Reproduce exactly the lines that run from the start of the records below to the line with "const OID_PRIME256V1: &[u8]", inclusive.
(Beginning of GIVEN ENTRIES)
//! Minimal X.509 handling: SubjectPublicKeyInfo extraction.
//!
//! Chain validation and trust decisions are out of scope; the handshake
//! only needs the peer's public key to verify CertificateVerify /
//! ServerKeyExchange signatures or wrap the RSA premaster secret. This
//! module walks just enough DER to pull the SPKI out of a certificate,
//! plus a builder that wraps a public key in a syntactically valid
//! certificate shell for tests and local identities.

use crate::cipher::CertificateKind;
use crate::error::{Error, Result};

const TAG_SEQUENCE: u8 = 0x30;
const TAG_BIT_STRING: u8 = 0x03;
const TAG_OID: u8 = 0x06;
const TAG_INTEGER: u8 = 0x02;
const TAG_NULL: u8 = 0x05;
const TAG_CONTEXT_0: u8 = 0xa0;

const OID_RSA_ENCRYPTION: &[u8] = &[0x2a, 0x86, 0x48, 0x86, 0xf7, 0x0d, 0x01, 0x01, 0x01];
const OID_EC_PUBLIC_KEY: &[u8] = &[0x2a, 0x86, 0x48, 0xce, 0x3d, 0x02, 0x01];
const OID_PRIME256V1: &[u8] = &[0x2a, 0x86, 0x48, 0xce, 0x3d, 0x03, 0x01, 0x07];
const OID_SHA256_WITH_RSA: &[u8] = &[0x2a, 0x86, 0x48, 0x86, 0xf7, 0x0d, 0x01, 0x01, 0x0b];

/// A public key pulled out of a certificate.
#[derive(Debug, Clone, PartialEq, Eq)]
pub enum SubjectPublicKey {
    /// RSA, as PKCS#1 DER (`RSAPublicKey`)
    Rsa(Vec<u8>),
    /// P-256, as an SEC1 uncompressed point
    EcP256(Vec<u8>),
}

impl SubjectPublicKey {
    /// The certificate kind this key satisfies.
    pub fn kind(&self) -> CertificateKind {
        match self {
            SubjectPublicKey::Rsa(_) => CertificateKind::Rsa,
            SubjectPublicKey::EcP256(_) => CertificateKind::Ecdsa,
        }
    }

    /// Raw key bytes in the encoding the crypto provider expects.
    pub fn as_bytes(&self) -> &[u8] {
        match self {
            SubjectPublicKey::Rsa(b) | SubjectPublicKey::EcP256(b) => b,
        }
    }
}

fn bad(msg: &str) -> Error {
    Error::CertificateError(msg.into())
}

/// Read one TLV; returns (tag, value, bytes consumed).
fn read_tlv(data: &[u8]) -> Result<(u8, &[u8], usize)> {
    if data.len() < 2 {
        return Err(bad("DER element truncated"));
    }
    let tag = data[0];
    let (len, header) = if data[1] < 0x80 {
        (data[1] as usize, 2)
    } else {
        let n = (data[1] & 0x7f) as usize;
        if n == 0 || n > 4 || data.len() < 2 + n {
            return Err(bad("Unsupported DER length"));
        }
        let mut len = 0usize;
        for &b in &data[2..2 + n] {
            len = (len << 8) | b as usize;
        }
        (len, 2 + n)
    };
    if data.len() < header + len {
        return Err(bad("DER element truncated"));
    }
    Ok((tag, &data[header..header + len], header + len))
}

fn expect_tag<'a>(data: &'a [u8], tag: u8, what: &str) -> Result<(&'a [u8], usize)> {
    let (t, value, consumed) = read_tlv(data)?;
    if t != tag {
        return Err(bad(what));
    }
    Ok((value, consumed))
}

/// Extract the subject public key from a DER certificate.
pub fn extract_public_key(cert_der: &[u8]) -> Result<SubjectPublicKey> {
    let (cert, _) = expect_tag(cert_der, TAG_SEQUENCE, "Certificate is not a SEQUENCE")?;
    let (tbs, _) = expect_tag(cert, TAG_SEQUENCE, "TBSCertificate is not a SEQUENCE")?;

    let mut offset = 0;
    // Optional explicit [0] version
    if tbs.first() == Some(&TAG_CONTEXT_0) {
        let (_, _, consumed) = read_tlv(tbs)?;
        offset += consumed;
    }
    // serialNumber, signature, issuer, validity, subject
    for _ in 0..5 {
        let (_, _, consumed) = read_tlv(&tbs[offset..])?;
        offset += consumed;
    }

    let (spki, _) = expect_tag(&tbs[offset..], TAG_SEQUENCE, "SPKI is not a SEQUENCE")?;
    let (algorithm, alg_len) =
        expect_tag(spki, TAG_SEQUENCE, "AlgorithmIdentifier is not a SEQUENCE")?;
    let (oid, _) = expect_tag(algorithm, TAG_OID, "Algorithm OID missing")?;
    let (key_bits, _) = expect_tag(&spki[alg_len..], TAG_BIT_STRING, "Key BIT STRING missing")?;
    if key_bits.first() != Some(&0) {
        return Err(bad("Key BIT STRING has unused bits"));
    }
    let key = key_bits[1..].to_vec();

    match oid {
        o if o == OID_RSA_ENCRYPTION => Ok(SubjectPublicKey::Rsa(key)),
        o if o == OID_EC_PUBLIC_KEY => {
            // Parameters must name prime256v1
            let (curve, _) = expect_tag(&algorithm[2 + oid.len()..], TAG_OID, "Curve OID missing")?;
            if curve != OID_PRIME256V1 {
                return Err(bad("Unsupported EC curve"));
            }
            Ok(SubjectPublicKey::EcP256(key))
        }
        _ => Err(bad("Unsupported public key algorithm")),
    }
}

fn write_tlv(buf: &mut Vec<u8>, tag: u8, value: &[u8]) {
    buf.push(tag);
    let len = value.len();
    if len < 0x80 {
        buf.push(len as u8);
    } else if len <= 0xff {
        buf.push(0x81);
        buf.push(len as u8);
    } else {
        buf.push(0x82);
        buf.extend_from_slice(&(len as u16).to_be_bytes());
    }
    buf.extend_from_slice(value);
}

fn encode_spki(key: &SubjectPublicKey) -> Vec<u8> {
    let mut algorithm = Vec::new();
    let key_bytes = match key {
        SubjectPublicKey::Rsa(bytes) => {
            write_tlv(&mut algorithm, TAG_OID, OID_RSA_ENCRYPTION);
            write_tlv(&mut algorithm, TAG_NULL, &[]);
            bytes
        }
        SubjectPublicKey::EcP256(bytes) => {
            write_tlv(&mut algorithm, TAG_OID, OID_EC_PUBLIC_KEY);
            write_tlv(&mut algorithm, TAG_OID, OID_PRIME256V1);
            bytes
        }
    };
    let mut bit_string = vec![0u8];
    bit_string.extend_from_slice(key_bytes);

    let mut spki = Vec::new();
    write_tlv(&mut spki, TAG_SEQUENCE, &algorithm);
    let mut out = Vec::new();
    let mut inner = spki;
    write_tlv(&mut inner, TAG_BIT_STRING, &bit_string);
    write_tlv(&mut out, TAG_SEQUENCE, &inner);
    out
}

/// Wrap a public key in a minimal, syntactically valid certificate.
///
/// The signature is a placeholder; nothing validates chains here. Used
/// for test fixtures and local identities.
pub fn build_certificate(key: &SubjectPublicKey) -> Vec<u8> {
    let mut sig_alg = Vec::new();
    write_tlv(&mut sig_alg, TAG_OID, OID_SHA256_WITH_RSA);
    write_tlv(&mut sig_alg, TAG_NULL, &[]);

    let mut tbs = Vec::new();
    // [0] version v3
    let mut version = Vec::new();
    write_tlv(&mut version, TAG_INTEGER, &[2]);
    write_tlv(&mut tbs, TAG_CONTEXT_0, &version);
    // serialNumber
    write_tlv(&mut tbs, TAG_INTEGER, &[1]);
    // signature
    write_tlv(&mut tbs, TAG_SEQUENCE, &sig_alg.clone());
    // issuer, validity, subject: empty shells
    write_tlv(&mut tbs, TAG_SEQUENCE, &[]);
    write_tlv(&mut tbs, TAG_SEQUENCE, &[]);
    write_tlv(&mut tbs, TAG_SEQUENCE, &[]);
    tbs.extend_from_slice(&encode_spki(key));

    let mut cert_body = Vec::new();
    write_tlv(&mut cert_body, TAG_SEQUENCE, &tbs);
    write_tlv(&mut cert_body, TAG_SEQUENCE, &sig_alg);
    write_tlv(&mut cert_body, TAG_BIT_STRING, &[0, 0]);

    let mut cert = Vec::new();
    write_tlv(&mut cert, TAG_SEQUENCE, &cert_body);
    cert
}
(End of GIVEN ENTRIES)
• **EXERCISE OUTPUT**:
//! Minimal X.509 handling: SubjectPublicKeyInfo extraction.
//!
//! Chain validation and trust decisions are out of scope; the handshake
//! only needs the peer's public key to verify CertificateVerify /
//! ServerKeyExchange signatures or wrap the RSA premaster secret. This
//! module walks just enough DER to pull the SPKI out of a certificate,
//! plus a builder that wraps a public key in a syntactically valid
//! certificate shell for tests and local identities.

use crate::cipher::CertificateKind;
use crate::error::{Error, Result};

const TAG_SEQUENCE: u8 = 0x30;
const TAG_BIT_STRING: u8 = 0x03;
const TAG_OID: u8 = 0x06;
const TAG_INTEGER: u8 = 0x02;
const TAG_NULL: u8 = 0x05;
const TAG_CONTEXT_0: u8 = 0xa0;

const OID_RSA_ENCRYPTION: &[u8] = &[0x2a, 0x86, 0x48, 0x86, 0xf7, 0x0d, 0x01, 0x01, 0x01];
const OID_EC_PUBLIC_KEY: &[u8] = &[0x2a, 0x86, 0x48, 0xce, 0x3d, 0x02, 0x01];
const OID_PRIME256V1: &[u8] = &[0x2a, 0x86, 0x48, 0xce, 0x3d, 0x03, 0x01, 0x07];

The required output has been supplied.